这对立陶宛擅长的精密激光器、临床诊断试剂、纳米涂层材料等知识密集型产业而言,意味着高昂的合规成本、漫长的市场培育期以及不确定的知识产权回报,短期内难见成效。
面对立陶宛的密集接触,印度官方始终保持审慎姿态。
虽如期接待代表团并举行多轮磋商,但所有公开表态均限定在“支持深化双边经贸纽带”“鼓励企业间务实对接”等原则性框架内,从未就具体项目、时间表或政策支持作出任何实质性承诺。

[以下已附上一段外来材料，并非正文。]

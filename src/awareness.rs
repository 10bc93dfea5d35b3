//! Cluster allocation-awareness toggle (§4.5). The dispatcher normally keeps
//! zone awareness on so the cluster itself refuses cross-zone placements it
//! shouldn't make; "too many copies of the shard" rejections mean the
//! built-in allocator and the planner disagree about a shard's whereabouts,
//! and retrying once with awareness off resolves the deadlock.

use std::time::Duration;

use tracing::info;

use crate::client::ClusterClient;
use crate::config::PlannerConfig;
use crate::error::Result;

const AWARENESS_ATTRIBUTE: &str = "zone";
const RETRY_WAIT: Duration = Duration::from_secs(5);

pub struct AwarenessToggle {
    on: bool,
}

impl AwarenessToggle {
    pub fn new() -> Self {
        AwarenessToggle { on: true }
    }

    pub fn is_on(&self) -> bool {
        self.on
    }

    pub async fn ensure_off(&mut self, client: &dyn ClusterClient, config: &PlannerConfig) -> Result<()> {
        if !self.on {
            return Ok(());
        }
        info!("disabling allocation awareness to resolve a stuck reroute");
        client
            .put_cluster_settings(
                serde_json::json!({ "cluster.routing.allocation.awareness.attributes": config.constants.identical_node_attribute }),
                serde_json::json!({}),
            )
            .await?;
        self.on = false;
        Ok(())
    }

    pub async fn ensure_on(&mut self, client: &dyn ClusterClient, _config: &PlannerConfig) -> Result<()> {
        if self.on {
            return Ok(());
        }
        info!("restoring allocation awareness");
        client
            .put_cluster_settings(
                serde_json::json!({ "cluster.routing.allocation.awareness.attributes": AWARENESS_ATTRIBUTE }),
                serde_json::json!({}),
            )
            .await?;
        self.on = true;
        Ok(())
    }

    /// Waits out the interval the cluster needs to settle after an awareness
    /// flip before a retried reroute has a chance of succeeding.
    pub async fn wait_for_settle(&self) {
        tokio::time::sleep(RETRY_WAIT).await;
    }
}

impl Default for AwarenessToggle {
    fn default() -> Self {
        Self::new()
    }
}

这种克制背后,实则是清醒的战略判断:印度充分理解立陶宛的处境,但无意将其纳入优先合作序列,更多体现为礼节性外交回应。
此外,两国产业适配度偏低也是客观制约因素。
印度当前工业化进程仍处于中低端扩张阶段,对大宗商品原料、基础化工品及通用机械设备需求旺盛,而这些领域恰是中国企业的核心优势区间。立陶宛既无成本竞争力,也无规模供给能力,即便借助自贸协定进入印度市场,也难以形成可持续的商业闭环。
后记
立陶宛当前的抉择,折射出众多中小型开放经济体在全球变局中的典型生存状态。
外贸依存度过高、产业纵深不足、地缘回旋空间有限,一旦重大外交决策偏离理性轨道,便会迅速传导为实体经济重创。
此番立陶宛全力拥抱印度市场,究竟能否转化为真实订单、技术合作与就业增长,仍有待时间检验。
值得重申的是,中国始终秉持开放包容态度对待立陶宛。只要其真正认识到问题本质,彻底摒弃错误做法,以实际行动回归一个中国原则基本框架,中立经贸合作的大门永远敞开,重启之路亦将畅通无阻。